Create two DataFrames with a shared column 'key'. Combine them using pd.merge() (the default inner join). Then achieve the same result using .join() by first setting 'key' as the index of both DataFrames.
Solution to Exercise 1
Achieve the same result with merge and join.
import pandas as pd
df1 = pd.DataFrame({'key': ['a', 'b', 'c'], 'val1': [1, 2, 3]})
df2 = pd.DataFrame({'key': ['a', 'b', 'd'], 'val2': [4, 5, 6]})
# Using merge (default inner join on shared column)
result_merge = pd.merge(df1, df2, on='key')
print("merge:\n", result_merge)
# Using join (set key as index first)
result_join = df1.set_index('key').join(df2.set_index('key'), how='inner')
print("join:\n", result_join)
Exercise 2.
Create two DataFrames with overlapping column names. Demonstrate how .join() uses lsuffix/rsuffix while pd.merge() uses the suffixes parameter. Verify both approaches produce the same result.
Solution to Exercise 2
Compare suffix handling between join and merge.
import pandas as pd
df1 = pd.DataFrame({'val': [1, 2]}, index=['a', 'b'])
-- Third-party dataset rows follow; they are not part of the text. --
use serde::{Deserialize, Serialize};

/// Which single project, if any, has its detail panel open.
#[derive(Debug, Clone, Default, PartialEq, Eq, Serialize, Deserialize)]
#[serde(tag = "state", content = "id", rename_all = "snake_case")]
pub enum Expansion {
    #[default]
    Collapsed,
    Expanded(String),
}

impl Expansion {
    /// Header click on `id`: collapses it when it is the open project,
    /// otherwise opens it (closing any other one in the same step).
    pub fn toggle(&self, id: &str) -> Expansion {
        match self {
            Expansion::Expanded(current) if current == id => Expansion::Collapsed,
            _ => Expansion::Expanded(id.to_string()),
        }
    }

    pub fn is_expanded(&self, id: &str) -> bool {
        matches!(self, Expansion::Expanded(current) if current == id)
    }

    pub fn expanded_id(&self) -> Option<&str> {
        match self {
            Expansion::Collapsed => None,
            Expansion::Expanded(id) => Some(id),
        }
    }

    /// Build from an optional query value; empty means collapsed.
    pub fn from_param(param: Option<&str>) -> Expansion {
        match param.map(str::trim) {
            Some(id) if !id.is_empty() => Expansion::Expanded(id.to_string()),
            _ => Expansion::Collapsed,
        }
    }
}
use crate::error::Result;
use std::io::Write;
use std::path::Path;
use tempfile::NamedTempFile;

/// Atomically write `data` to `path` using a tempfile in the same directory.
pub fn atomic_write(path: &Path, data: &[u8]) -> Result<()> {
    if let Some(parent) = path.parent() {
        std::fs::create_dir_all(parent)?;
    }
    let dir = path.parent().unwrap_or(Path::new("."));
    let mut tmp = NamedTempFile::new_in(dir)?;
    tmp.write_all(data)?;
    tmp.persist(path).map_err(|e| e.error)?;
    Ok(())
}

/// Create a directory and all parents, idempotent.
pub fn ensure_dir(path: &Path) -> Result<()> {
    std::fs::create_dir_all(path)?;
    Ok(())
}

/// Write a file only if it does not already exist. Returns true if written.
pub fn write_if_missing(path: &Path, data: &[u8]) -> Result<bool> {
    if path.exists() {
        return Ok(false);
    }
    atomic_write(path, data)?;
    Ok(true)
}

#[cfg(test)]
mod tests {
    use super::*;
    use tempfile::TempDir;

    #[test]
    fn atomic_write_creates_parents() {
        let dir = TempDir::new().unwrap();
        let path = dir.path().join("mission-control/nested/projects.json");
        atomic_write(&path, b"[]").unwrap();
        assert_eq!(std::fs::read_to_string(&path).unwrap(), "[]");
    }

    #[test]
    fn write_if_missing_skips_existing() {
        let dir = TempDir::new().unwrap();
        let path = dir.path().join("config.yaml");
        std::fs::write(&path, b"original").unwrap();
        let written = write_if_missing(&path, b"new").unwrap();
        assert!(!written);
        assert_eq!(std::fs::read_to_string(&path).unwrap(), "original");
    }

    #[test]
    fn write_if_missing_writes_new_file() {
        let dir = TempDir::new().unwrap();
        let path = dir.path().join("fresh.json");
        assert!(write_if_missing(&path, b"[]").unwrap());
        assert!(path.exists());
    }
}
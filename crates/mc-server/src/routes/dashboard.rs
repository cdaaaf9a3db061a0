use axum::extract::{Query, State};
use axum::response::Html;
use axum::{Extension, Json};
use mc_core::auth::AuthOutcome;
use mc_core::dashboard::{self, Dashboard, DashboardModel};
use mc_core::expansion::Expansion;
use serde::Deserialize;

use crate::render::{self, Notice};
use crate::routes::projects::local_file;
use crate::session::CurrentSession;
use crate::state::AppState;

static SIGNED_IN: AuthOutcome = AuthOutcome::SignedIn;

#[derive(Debug, Default, Deserialize)]
pub struct PageQuery {
    #[serde(default)]
    pub expanded: Option<String>,
    #[serde(default)]
    pub notice: Option<String>,
}

fn page_notice(code: Option<&str>) -> Option<Notice<'static>> {
    match code? {
        "signed-in" => Some(Notice {
            text: SIGNED_IN.message(),
            success: SIGNED_IN.is_success(),
        }),
        "signed-out" => Some(Notice {
            text: "Signed out.",
            success: true,
        }),
        _ => None,
    }
}

/// Run the one-shot load for this view and settle the dashboard with it.
async fn load_dashboard(app: &AppState, expansion: Expansion) -> Dashboard {
    let task = app.start_load();
    let mut dashboard = Dashboard::new().with_expansion(expansion);
    dashboard.resolve(task.wait().await);
    dashboard
}

/// GET / — page shell with skeleton rows; the script swaps in the fragment.
pub async fn index(
    State(app): State<AppState>,
    Query(q): Query<PageQuery>,
    Extension(session): Extension<CurrentSession>,
) -> Html<String> {
    let expansion = Expansion::from_param(q.expanded.as_deref());
    Html(render::dashboard_page(
        &app.config.dashboard.title,
        &expansion,
        app.config.dashboard.fetch_timeout_secs,
        &session,
        page_notice(q.notice.as_deref()).as_ref(),
    ))
}

/// GET /fragments/dashboard — cards (or the empty state) for one load.
/// Every card carries its detail; collapsed ones are hidden so the script can
/// switch expansion in place.
pub async fn fragment(State(app): State<AppState>, Query(q): Query<PageQuery>) -> Html<String> {
    let dashboard = load_dashboard(&app, Expansion::from_param(q.expanded.as_deref())).await;
    Html(render::dashboard_fragment(
        &dashboard.render_with_details(&app.render_context()),
    ))
}

/// GET /api/dashboard — the model the fragment is rendered from.
pub async fn dashboard_json(
    State(app): State<AppState>,
    Query(q): Query<PageQuery>,
) -> Json<DashboardModel> {
    let dashboard = load_dashboard(&app, Expansion::from_param(q.expanded.as_deref())).await;
    Json(dashboard.render(&app.render_context()))
}

/// GET /overview — server-rendered list read straight from the local project
/// file, whatever source the dashboard is configured with.
pub async fn overview(
    State(app): State<AppState>,
    Extension(session): Extension<CurrentSession>,
) -> Html<String> {
    let path = local_file(&app);
    let loaded = tokio::task::spawn_blocking(move || mc_core::project::load_projects(&path))
        .await
        .map_err(|e| anyhow::anyhow!("task join error: {e}"))
        .and_then(|r| r.map_err(anyhow::Error::from));
    let (projects, failure) = match loaded {
        Ok(projects) => (projects, None),
        Err(e) => {
            tracing::warn!(error = %e, "overview could not read the project file");
            (Vec::new(), Some(e.to_string()))
        }
    };
    let rows = dashboard::overview_rows(&projects, &app.render_context());
    Html(render::overview_page(
        &app.config.dashboard.title,
        &rows,
        failure.as_deref(),
        &session,
    ))
}
use axum::{
    extract::{Request, State},
    middleware::Next,
    response::Response,
};

use crate::identity::Session;
use crate::state::AppState;

pub const SESSION_COOKIE: &str = "mc_session";

/// Session resolved for the current request, inserted as a request extension
/// by [`session_middleware`].
#[derive(Debug, Clone, Default)]
pub struct CurrentSession(pub Option<Session>);

impl CurrentSession {
    pub fn email(&self) -> Option<&str> {
        self.0.as_ref().map(|s| s.email.as_str())
    }
}

/// Refresh the visitor's session on every page request.
///
/// Flow:
/// 1. `/assets/*` → passthrough without a lookup
/// 2. No `mc_session` cookie → anonymous
/// 3. Cookie present → `IdentityProvider::get_session`; a stale token or a
///    provider error leaves the request anonymous
///
/// Routes are never gated here; handlers decide what to show.
pub async fn session_middleware(
    State(state): State<AppState>,
    mut req: Request,
    next: Next,
) -> Response {
    if req.uri().path().starts_with("/assets/") {
        return next.run(req).await;
    }

    let token = req
        .headers()
        .get("cookie")
        .and_then(|v| v.to_str().ok())
        .and_then(|cookies| cookie_value(cookies, SESSION_COOKIE))
        .map(str::to_string);

    let session = match token {
        None => None,
        Some(token) => match state.identity.get_session(&token).await {
            Ok(session) => session,
            Err(e) => {
                tracing::warn!(error = %e, "session lookup failed; treating request as anonymous");
                None
            }
        },
    };

    req.extensions_mut().insert(CurrentSession(session));
    next.run(req).await
}

// ---------------------------------------------------------------------------
// Cookie helpers
// ---------------------------------------------------------------------------

fn cookie_value<'a>(cookies: &'a str, name: &str) -> Option<&'a str> {
    cookies.split(';').find_map(|part| {
        part.trim()
            .strip_prefix(name)
            .and_then(|rest| rest.strip_prefix('='))
            .filter(|v| !v.is_empty())
    })
}

pub fn set_cookie(token: &str) -> String {
    format!("{SESSION_COOKIE}={token}; HttpOnly; SameSite=Lax; Path=/")
}

pub fn clear_cookie() -> String {
    format!("{SESSION_COOKIE}=; HttpOnly; SameSite=Lax; Path=/; Max-Age=0")
}

// ---------------------------------------------------------------------------
// Tests
// ---------------------------------------------------------------------------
df2 = pd.DataFrame({'val': [3, 4]}, index=['a', 'b'])
result_join = df1.join(df2, lsuffix='_L', rsuffix='_R')
result_merge = pd.merge(df1, df2, left_index=True, right_index=True, suffixes=('_L', '_R'))
print("join:\n", result_join)
print("merge:\n", result_merge)
assert result_join.equals(result_merge)
print("Results are identical.")
Exercise 3.
Create three DataFrames with a common index. Use .join() with a list to combine all three in one call. Then replicate the same result using sequential pd.merge() calls with left_index=True and right_index=True. Compare the outputs.
Solution to Exercise 3
Join three DataFrames using join list vs sequential merge.
import pandas as pd
df1 = pd.DataFrame({'A': [1, 2, 3]}, index=['x', 'y', 'z'])
df2 = pd.DataFrame({'B': [4, 5, 6]}, index=['x', 'y', 'z'])
df3 = pd.DataFrame({'C': [7, 8, 9]}, index=['x', 'y', 'z'])
result_join = df1.join([df2, df3])
result_merge = pd.merge(
pd.merge(df1, df2, left_index=True, right_index=True),
df3, left_index=True, right_index=True
)
print("join:\n", result_join)
print("merge:\n", result_merge)
assert result_join.equals(result_merge)
print("Results are identical.")